His original field of study had been the medieval period, but while working in archives he began to research the Oxford Movement in the Anglican church, and undertook further study of church buildings, which had long interested him. In 1974 he published 'The parochial impact of the Oxford movement in south-west Wales' in Carmarthenshire Studies. Essays presented to Major Francis Jones to mark his retirement as County Archivist of Carmarthenshire, of which he was joint editor. In the same year he was elected a Fellow of the Royal Historical Society.

As an archivist his main interests lay with ecclesiastical and local history rather than the technical aspects of the work and he continued to publish prolifically, both alone and with colleagues. Although he had a generally academic approach he was keen to widen access to archives and facilitate researchers of all kinds, and was known for supporting initiative in colleagues. As county archivist in Kent he established branches at Ramsgate, Sevenoaks and Rochester, adding to the existing offices at Maidstone and Folkestone, and brokered a partnership with the diocese and city of Canterbury to manage the important archives there.

He was also a practical man, setting up new systems for parish surveys arising from the Parochial Registers and Records Measure 1978, first in Portsmouth, then in Kent, and being at the forefront of raising funds by charging, first overseas visitors, later dropped, and then for research carried out for users by staff, subsequently widely adopted by other archives. His conviviality and networking ability ensured that the archives were well-supported.

He contributed to a number of publications on Kent history, and was general editor of the Kent History Project, instituted to mark the centenary of the county council in 1989, as well as personally editing four of the ten volumes commissioned by the project. An exhibition 'Crown and Mitre: Religion and Society in Northern Europe since the Reformation' was an early recipient of European Funding in 1992 and toured internationally. He took early retirement from Kent County Council in 1994.

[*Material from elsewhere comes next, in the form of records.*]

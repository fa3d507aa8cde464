use anyhow::Result;
use chrono::{DateTime, Utc};
use serde::{Deserialize, Serialize};
use tokio::sync::RwLock;
use tracing::info;

/// One registration log entry
#[derive(Debug, Clone, PartialEq, Serialize, Deserialize)]
pub struct Registration {
    pub name: String,
    pub email: String,
    pub org: String,
    pub timestamp: DateTime<Utc>,
}

/// Registration form as posted by clients; every field is required.
#[derive(Debug, Clone, Default, Deserialize)]
pub struct NewRegistration {
    pub name: Option<String>,
    pub email: Option<String>,
    pub org: Option<String>,
}

impl NewRegistration {
    /// Trimmed registration stamped with `timestamp`, or `None` if a field is missing or blank.
    pub fn into_registration(self, timestamp: DateTime<Utc>) -> Option<Registration> {
        let field = |v: Option<String>| {
            v.map(|s| s.trim().to_string())
                .filter(|s| !s.is_empty())
        };
        Some(Registration {
            name: field(self.name)?,
            email: field(self.email)?,
            org: field(self.org)?,
            timestamp,
        })
    }
}

/// Append-only registration log
#[async_trait::async_trait]
pub trait RegistrationStore: Send + Sync {
    async fn append(&self, registration: Registration) -> Result<()>;

    /// All registrations in append order
    async fn list(&self) -> Result<Vec<Registration>>;
}

/// Process-memory store: starts empty and is lost on restart.
#[derive(Debug, Default)]
pub struct InMemoryRegistrationStore {
    entries: RwLock<Vec<Registration>>,
}

impl InMemoryRegistrationStore {
    pub fn new() -> Self {
        Self::default()
    }
}

#[async_trait::async_trait]
impl RegistrationStore for InMemoryRegistrationStore {
    async fn append(&self, registration: Registration) -> Result<()> {
        info!(
            name = %registration.name,
            email = %registration.email,
            org = %registration.org,
            "new registration"
        );
        self.entries.write().await.push(registration);
        Ok(())
    }

    async fn list(&self) -> Result<Vec<Registration>> {
        Ok(self.entries.read().await.clone())
    }
}
// Library interface for serendipity modules
// This allows tests and the binary to import modules

pub mod aggregate;
pub mod catalog;
pub mod classify;
pub mod cluster;
pub mod digest;
pub mod error;
pub mod gateway;
pub mod llm;
pub mod models;
pub mod normalize;
pub mod registration;
pub mod server;
pub mod sessions;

In 1967 he had married Paula Gülen Du Val (b. 1947), with whom he had four children, Helena, Patrick, David and Benedict. His wife served as a Liberal Democrat councillor and leader of Maidstone Borough Council. Following his retirement as county archivist they moved to Blandford Forum in Dorset, where his wife had been adopted as parliamentary candidate for North Dorset, coming second in the 1997 General Election. She subsequently also pursued an academic career and was elected President of Welsh Liberal Democrats in 2019.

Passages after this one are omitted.